Le fait est que Jonathan Abrams (signant ici son premier long-métrage en tant que scénariste), base son histoire sur une coïncidence judiciaire : Justin Kemp (Nicolas Hoult à son acmé), jeune américain lambda, est convoqué comme juré dans un procès, où il va se rendre compte, au fur à mesure des délibérations, qu’il a lui-même commis le crime en question (un délit de fuite) sans même le savoir — et non, cette nuit là, ce n’était pas un cerf, mais bien une jeune femme ! Se sauver, lui et sa famille, quitte à commettre un autre crime, cette fois-ci consciemment ; ou bien se dénoncer et éviter la prison à l’ex-conjoint de la victime, à savoir un innocent accusé à tord ? « Juré #2 » place cette problématique en forme de nœud coulant au cœur de sa narration, livrant son personnage seul face à des enjeux qui le dépasse, l’angoisse et le débecte. À la tension, Clint Eastwood privilégie sa simplicité coutumière : peu de gros plans, quasiment pas de mouvements de grue ou de gestes spectaculaires, mais des motifs relativement discrets appuyant sur l’étau dans lequel s’enfonce son personnage, à l’image des volets vénitiens découpant son regard.

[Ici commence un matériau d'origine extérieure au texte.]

//! Local Salesforce proxy that keeps an org session alive.
//!
//! Forwards `/services/` and `/cometd/` to the org, renewing the session
//! whenever the org answers 401.
//!
//! ```sh
//! # Session from the Salesforce CLI
//! cargo run --features cli --bin thunder-proxy -- --org my-scratch
//!
//! # Session from the environment, renewed with the refresh-token grant
//! export SF_INSTANCE_URL=https://example.my.salesforce.com
//! export SF_ACCESS_TOKEN=...
//! export SF_REFRESH_TOKEN=...
//! export SF_CLIENT_ID=...
//! cargo run --features cli --bin thunder-proxy
//! ```

use std::path::PathBuf;
use std::sync::Arc;

use anyhow::{bail, Context};
use clap::Parser;
use thunder_sf_api::auth::{
    Credentials, JwtAuth, JwtRefresher, OAuthClient, OAuthConfig, OAuthRefresher,
    SalesforceCredentials, SessionRefresher, SfdxRefresher, PRODUCTION_LOGIN_URL,
};
use thunder_sf_api::proxy::{Proxy, ProxyConfig, Session, DEFAULT_PORT};
use tracing_subscriber::EnvFilter;

#[derive(Debug, Parser)]
#[command(name = "thunder-proxy", version, about)]
struct Args {
    /// Preferred port; any free port is used if it is taken.
    #[arg(long, env = "THUNDER_PROXY_PORT", default_value_t = DEFAULT_PORT)]
    port: u16,

    /// Address to bind.
    #[arg(long, env = "THUNDER_PROXY_HOST", default_value = "127.0.0.1")]
    host: String,

    /// Salesforce CLI org alias or username to take the session from.
    #[arg(long, env = "SF_TARGET_ORG")]
    org: Option<String>,

    /// Connected app consumer key, for refresh-token or JWT sessions.
    #[arg(long, env = "SF_CLIENT_ID")]
    client_id: Option<String>,

    /// Connected app consumer secret.
    #[arg(long, env = "SF_CLIENT_SECRET", hide_env_values = true)]
    client_secret: Option<String>,

    /// Login URL for token requests.
    #[arg(long, env = "SF_LOGIN_URL", default_value = PRODUCTION_LOGIN_URL)]
    login_url: String,

    /// Username for the JWT bearer grant.
    #[arg(long, env = "SF_USERNAME", requires = "jwt_key")]
    username: Option<String>,

    /// RSA private key (PEM) for the JWT bearer grant.
    #[arg(long, env = "SF_JWT_KEY_FILE", requires = "username")]
    jwt_key: Option<PathBuf>,

    /// Extra path prefix to forward; repeat for several. Replaces the
    /// defaults when given.
    #[arg(long = "prefix")]
    prefixes: Vec<String>,
}

#[tokio::main]
async fn main() -> anyhow::Result<()> {
    tracing_subscriber::fmt()
        .with_env_filter(
            EnvFilter::try_from_default_env()
                .unwrap_or_else(|_| EnvFilter::new("info,thunder_sf_proxy=debug")),
        )
        .init();

    let args = Args::parse();

    let (credentials, refresher) = session_source(&args).await?;
    tracing::info!(
        instance_url = %credentials.instance_url(),
        refresher = refresher.name(),
        "session loaded"
    );

    let mut config = ProxyConfig::builder()
        .with_host(&args.host)
        .with_port(args.port);
    if !args.prefixes.is_empty() {
        config = config.with_prefixes(args.prefixes.iter().cloned());
    }
    let config = config.build()?;

    let session = Arc::new(Session::new(credentials, refresher));
    let proxy = Proxy::new(config, session)?;
    let listener = proxy.bind().await?;
    let addr = listener.local_addr()?;
    println!("Proxy listening on http://{addr}");

    proxy
        .serve_with_shutdown(listener, async {
            let _ = tokio::signal::ctrl_c().await;
        })
        .await?;
    Ok(())
}

/// Pick where the session comes from and how it is renewed.
async fn session_source(
    args: &Args,
) -> anyhow::Result<(SalesforceCredentials, Arc<dyn SessionRefresher>)> {
    if let (Some(username), Some(key)) = (&args.username, &args.jwt_key) {
        let client_id = args
            .client_id
            .as_deref()
            .context("--client-id is required for the JWT bearer grant")?;
        let auth = JwtAuth::from_key_file(client_id, username, key)
            .with_context(|| format!("reading {}", key.display()))?;
        let credentials = auth
            .authenticate(&args.login_url)
            .await
            .context("JWT bearer login failed")?;
        return Ok((
            credentials,
            Arc::new(JwtRefresher::new(auth, &args.login_url)),
        ));
    }

    if let Some(org) = &args.org {
        let credentials = SalesforceCredentials::from_sfdx_alias(org)
            .await
            .with_context(|| format!("loading org {org} from the Salesforce CLI"))?;
        return Ok((credentials, Arc::new(SfdxRefresher::new(org))));
    }

    let credentials = SalesforceCredentials::from_env()
        .context("no --org given and no session in the environment")?;
    let Some(client_id) = args.client_id.as_deref() else {
        bail!("SF_CLIENT_ID is required to refresh an environment session");
    };
    let mut oauth = OAuthConfig::new(client_id);
    if let Some(secret) = &args.client_secret {
        oauth = oauth.with_secret(secret);
    }
    let refresher = OAuthRefresher::new(OAuthClient::new(oauth), &args.login_url);
    Ok((credentials, Arc::new(refresher)))
}
//! Strategies for renewing an expired session.

use async_trait::async_trait;
use tracing::{info, instrument};

use crate::credentials::{Credentials, SalesforceCredentials};
use crate::error::{Error, ErrorKind, Result};
use crate::jwt::JwtAuth;
use crate::oauth::OAuthClient;

/// Produces fresh credentials once the current access token stops working.
#[async_trait]
pub trait SessionRefresher: Send + Sync {
    /// Short name for logs.
    fn name(&self) -> &'static str;

    /// Obtain a new session. `current` holds the credentials that were just
    /// rejected.
    async fn refresh(&self, current: &SalesforceCredentials) -> Result<SalesforceCredentials>;
}

/// Refresh through the OAuth refresh-token grant.
///
/// Uses the refresh token carried by the current credentials.
#[derive(Debug, Clone)]
pub struct OAuthRefresher {
    client: OAuthClient,
    login_url: String,
}

impl OAuthRefresher {
    pub fn new(client: OAuthClient, login_url: impl Into<String>) -> Self {
        Self {
            client,
            login_url: login_url.into(),
        }
    }
}

#[async_trait]
impl SessionRefresher for OAuthRefresher {
    fn name(&self) -> &'static str {
        "oauth"
    }

    #[instrument(skip(self, current), fields(login_url = %self.login_url))]
    async fn refresh(&self, current: &SalesforceCredentials) -> Result<SalesforceCredentials> {
        let refresh_token = current.refresh_token().ok_or_else(|| {
            Error::new(ErrorKind::InvalidCredentials(
                "no refresh token available".to_string(),
            ))
        })?;

        let token = self
            .client
            .refresh_token(refresh_token, &self.login_url)
            .await?;
        let fresh = current.refreshed(token);
        info!(instance_url = %fresh.instance_url(), "session refreshed via refresh token");
        Ok(fresh)
    }
}

/// Refresh by asking the Salesforce CLI for the org's current session.
#[derive(Debug, Clone)]
pub struct SfdxRefresher {
    alias_or_username: String,
}

impl SfdxRefresher {
    pub fn new(alias_or_username: impl Into<String>) -> Self {
        Self {
            alias_or_username: alias_or_username.into(),
        }
    }
}

#[async_trait]
impl SessionRefresher for SfdxRefresher {
    fn name(&self) -> &'static str {
        "sf-cli"
    }

    async fn refresh(&self, current: &SalesforceCredentials) -> Result<SalesforceCredentials> {
        let fresh = SalesforceCredentials::from_sfdx_alias(&self.alias_or_username)
            .await?
            .with_api_version(current.api_version());
        info!(org = %self.alias_or_username, "session refreshed via sf CLI");
        Ok(fresh)
    }
}

/// Refresh by minting a new session with the JWT bearer grant.
#[derive(Debug, Clone)]
pub struct JwtRefresher {
    auth: JwtAuth,
    login_url: String,
}

impl JwtRefresher {
    pub fn new(auth: JwtAuth, login_url: impl Into<String>) -> Self {
        Self {
            auth,
            login_url: login_url.into(),
        }
    }
}

#[async_trait]
impl SessionRefresher for JwtRefresher {
    fn name(&self) -> &'static str {
        "jwt"
    }

    async fn refresh(&self, current: &SalesforceCredentials) -> Result<SalesforceCredentials> {
        let fresh = self
            .auth
            .authenticate(&self.login_url)
            .await?
            .with_api_version(current.api_version());
        info!(instance_url = %fresh.instance_url(), "session refreshed via JWT bearer");
        Ok(fresh)
    }
}

#[cfg(test)]
mod tests {
    use super::*;
    use crate::oauth::OAuthConfig;
    use wiremock::matchers::{body_string_contains, method, path};
    use wiremock::{Mock, MockServer, ResponseTemplate};

    #[tokio::test]
    async fn test_oauth_refresher_updates_token() {
        let mock_server = MockServer::start().await;

        Mock::given(method("POST"))
            .and(path("/services/oauth2/token"))
            .and(body_string_contains("refresh_token=rt_abc"))
            .respond_with(ResponseTemplate::new(200).set_body_json(serde_json::json!({
                "access_token": "fresh",
                "instance_url": "https://na1.salesforce.com"
            })))
            .expect(1)
            .mount(&mock_server)
            .await;

        let refresher = OAuthRefresher::new(
            OAuthClient::new(OAuthConfig::new("client123")),
            mock_server.uri(),
        );
        let current = SalesforceCredentials::new("https://na1.salesforce.com", "stale", "61.0")
            .with_refresh_token("rt_abc");

        let fresh = refresher.refresh(&current).await.unwrap();
        assert_eq!(fresh.access_token(), "fresh");
        assert_eq!(fresh.api_version(), "61.0");
        assert_eq!(fresh.refresh_token(), Some("rt_abc"));
        assert_eq!(refresher.name(), "oauth");
    }

    #[tokio::test]
    async fn test_oauth_refresher_requires_refresh_token() {
        let refresher = OAuthRefresher::new(
            OAuthClient::new(OAuthConfig::new("client123")),
            "http://127.0.0.1:9",
        );
        let current = SalesforceCredentials::new("https://na1.salesforce.com", "stale", "62.0");

        let err = refresher.refresh(&current).await.unwrap_err();
        assert!(matches!(err.kind, ErrorKind::InvalidCredentials(_)));
    }

    #[tokio::test]
    async fn test_jwt_refresher_surfaces_signing_error() {
        let refresher = JwtRefresher::new(
            JwtAuth::new("key", "user", b"not a pem".to_vec()),
            "http://127.0.0.1:9",
        );
        let current = SalesforceCredentials::new("https://na1.salesforce.com", "stale", "62.0");

        let err = refresher.refresh(&current).await.unwrap_err();
        assert!(matches!(err.kind, ErrorKind::Jwt(_)));
    }

    #[test]
    fn test_refreshers_are_object_safe() {
        let refreshers: Vec<Box<dyn SessionRefresher>> = vec![
            Box::new(SfdxRefresher::new("dev")),
            Box::new(OAuthRefresher::new(
                OAuthClient::new(OAuthConfig::new("c")),
                crate::PRODUCTION_LOGIN_URL,
            )),
        ];
        let names: Vec<_> = refreshers.iter().map(|r| r.name()).collect();
        assert_eq!(names, vec!["sf-cli", "oauth"]);
    }
}
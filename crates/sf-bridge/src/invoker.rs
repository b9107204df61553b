//! Blocking invoker over the host's asynchronous primitives.

use std::sync::Arc;

use serde_json::Value;
use thunder_sf_composite::{is_composite, parse_composite_response};
use tracing::{debug, instrument, warn};

use crate::completion::{self, Completion, CompletionSlot};
use crate::config::InvokerConfig;
use crate::error::{Error, ErrorKind, Result};
use crate::host::{HostBridge, HostCall, HostCallback, HostReturn, HostValue, MetadataLookup};
use crate::locks::{CallClass, CallLocks};

/// Turns host promise and callback primitives into blocking calls.
///
/// Each call goes through the gate for its [`CallClass`] while it is being
/// dispatched, then waits for the host on the calling thread. Clones share
/// the same host and the same gates.
///
/// The blocking methods drive a tokio runtime through a [`Handle`]. Call them
/// from plain threads or from inside `spawn_blocking`, never directly from an
/// async task.
///
/// [`Handle`]: tokio::runtime::Handle
#[derive(Clone)]
pub struct Invoker {
    host: Arc<dyn HostBridge>,
    locks: Arc<CallLocks>,
    config: InvokerConfig,
    handle: tokio::runtime::Handle,
}

impl std::fmt::Debug for Invoker {
    fn fmt(&self, f: &mut std::fmt::Formatter<'_>) -> std::fmt::Result {
        f.debug_struct("Invoker")
            .field("config", &self.config)
            .finish_non_exhaustive()
    }
}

Le cinéaste va alors opter pour la stratégie d’un double jeu mêlant la démonstration du procès et le choix du héros : lorsque les jurés s’en vont visiter les lieux du crime, Justin Kemp, lui, revient sur la scène de son crime. Lorsqu’il plaide l’étourderie en faisant tomber des preuves rassemblées par un autre juré enquêtant personnellement sur l’affaire, il joue sa propre vie. Lorsqu’il soutient la relaxe de l’accusé, il cherche à sauver sa propre conscience. Résultat : le personnage de Justin se bâtit sur le secret, et il suffit à Eastwood de le laisser tranquillement s’enfermer, sur la pointe des pieds dans cette spirale culpabilisatrice, pour nous permettre de saisir le vertige occasionné par le dilemme moral auquel il doit faire face. Ainsi, « Juré #2 », aussi sobre soit-il, n’en est pas moins un film particulièrement rusé, jusqu’à son climax, lequel, naturellement, se joue autour du verdict. C’est une séquence calme, rapide, sans flux rhétoriques, striée par les ombres des stores, mais parvenant à nous placer dans le méticuleux cauchemar avalant Justin, lequel, en hors-champs, s’absente. La simple chaise vide qu’il laisse derrière lui, et la vélocité abrupte du montage, font rapidement et brièvement saisir la matérialité de son accablement.
[ne pas lire la suite si vous n’avez pas vu le film] Si « Juré #2 » fait des émules, c’est également pour sa scène de fin ouverte, frustrante, mais en totale osmose avec les enjeux de ce récit classieux et classique navigant à contre-courant des films de procès traditionnels. La procureur (campée par une extraordinaire Toni Colette) ayant déduit la vérité sur cette affaire (au moment du verdict final, comme quoi le film est malgré tout d’une habilité narrative farouche), toque à la porte de Justin. Celui-ci lui ouvre, et les personnages se regardent dans les yeux, sur le perron. Puis le générique, arrivant comme un bandeau sur nos yeux. Un final spectral, ouvrant un gouffre, désarmant son spectateur, clôturant un film insolvable et désormais peut-être la filmographie d’un flamboyant fantôme.